El fenómeno inducido desde lo alto que da fe del traslado del ingreso de los trabajadores en varios puntos del PIB al capital se viene constatando a partir de finales de los años 70 del siglo pasado. Ello implica, sin exagerar y en pocas palabras, una real catástrofe de justicia distributiva. La participación del factor trabajo ha perdido, a partir de esas fechas, entre 17 o 16 puntos porcentuales del PIB respecto al capital. Sumas enormes de riqueza generada que, en números concretos, se trasladan de las escuálidas manos del trabajo a las avarientas del capital. Si el PIB de México ronda los 16 billones de pesos (1.2 trillones de dólares estadunidenses) un solitario punto que se le reste al trabajo equivale a 160 mil millones. Hay que pensar, entonces, en las enormes cantidades de riqueza que implican los 16 puntos perdidos: 2.5 billones acumulados a la contabilidad de esos pocos (bastante menos de 10 por ciento) que detentan el capital. Es por eso que la riqueza de unos cuantos se incrementa a velocidades que sólo se explican por la concentración de poder que han logrado acumular en sólo tres décadas.

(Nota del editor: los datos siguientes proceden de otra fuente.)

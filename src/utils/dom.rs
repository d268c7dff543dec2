//! DOM and Web API utility functions.
//!
//! Provides safe, consistent access to browser APIs with proper error handling.

use web_sys::{Storage, Window};

/// Get the browser window object.
#[inline]
pub fn window() -> Option<Window> {
    web_sys::window()
}

/// Get localStorage.
#[inline]
pub fn local_storage() -> Option<Storage> {
    window()?.local_storage().ok()?
}

/// Whether keyboard focus is inside a text input or textarea.
///
/// Viewer shortcuts are ignored while the user is typing.
pub fn text_entry_focused() -> bool {
    window()
        .and_then(|w| w.document())
        .and_then(|d| d.active_element())
        .is_some_and(|el| is_text_entry(&el.tag_name()))
}

fn is_text_entry(tag_name: &str) -> bool {
    tag_name.eq_ignore_ascii_case("input") || tag_name.eq_ignore_ascii_case("textarea")
}

// =============================================================================
// Browser Navigation
// =============================================================================

/// Get the current URL hash (including the '#' prefix).
pub fn get_hash() -> String {
    window()
        .and_then(|w| w.location().hash().ok())
        .unwrap_or_default()
}

/// Set the URL hash (adds to browser history).
///
/// The hash should include the '#' prefix.
pub fn set_hash(hash: &str) {
    if let Some(window) = window() {
        let _ = window.location().set_hash(hash);
    }
}

/// Replace the URL hash without adding to browser history.
///
/// The hash should include the '#' prefix.
/// Used when an unknown route is normalized back to the overview.
pub fn replace_hash(hash: &str) {
    if let Some(window) = window()
        && let Ok(history) = window.history()
    {
        let _ = history.replace_state_with_url(&wasm_bindgen::JsValue::NULL, "", Some(hash));
    }
}

#[cfg(test)]
mod tests {
    use super::*;

    #[test]
    fn test_text_entry_tags() {
        assert!(is_text_entry("INPUT"));
        assert!(is_text_entry("TEXTAREA"));
        assert!(is_text_entry("input"));
        assert!(!is_text_entry("IFRAME"));
        assert!(!is_text_entry("BODY"));
    }
}

#[cfg(all(test, target_arch = "wasm32"))]
mod browser_tests {
    use super::*;
    use wasm_bindgen_test::*;

    wasm_bindgen_test_configure!(run_in_browser);

    #[wasm_bindgen_test]
    fn test_hash_round_trip() {
        set_hash("#/modules/3/topics/14");
        assert_eq!(get_hash(), "#/modules/3/topics/14");

        replace_hash("#/");
        assert_eq!(get_hash(), "#/");
    }

    #[wasm_bindgen_test]
    fn test_nothing_focused_is_not_text_entry() {
        assert!(!text_entry_focused());
    }
}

En los países desarrollados este traslado ha sido, también, monumental. A mediados de los años 70 repartían sus riquezas anuales, 72 por ciento al trabajo y el resto al capital Es por eso que tanto en Estados Unidos como en Europa Occidental (Unión Europea) lograron sumar al bienestar colectivo grandes capas de sus poblaciones. Se había conseguido instituir lo que se llamó Estado de bienestar. A partir de la hegemonía del neoliberalismo el ataque al trabajo en estas naciones (y en casi todo el mundo) ha sido inclemente. El ingreso de los trabajadores se ha reducido hasta 60 por ciento del total. Es decir, han perdido parte importante de su anterior bienestar (12 por ciento en promedio) y, crecientes porciones han incluso caído en la pobreza, el desempleo y la pérdida de horizontes. Este proceso es consustancial al rapaz financierismo imperante. Al parecer, continuará rigiendo los destinos de muchos países que se dicen democráticos. El método que hace posible tal concentración es similar en la mayoría de los demás casos. Por un lado castigan los salarios, imponiendo mínimos inaceptables y; por el otro, eximen de impuestos al capital y le permiten circular sin regulaciones. La formula, así planteada, es por demás efectiva para fincar la indetenible acumulación de riquezas. En México, tal fórmula, se le sufre hasta el hartazgo. Por esa razón el salario mínimo es el más bajo de Latinoamérica: un salario de miseria asegurada que, entre otros efectos, forma un batidillo de miseria, corrupción y violencia creciente.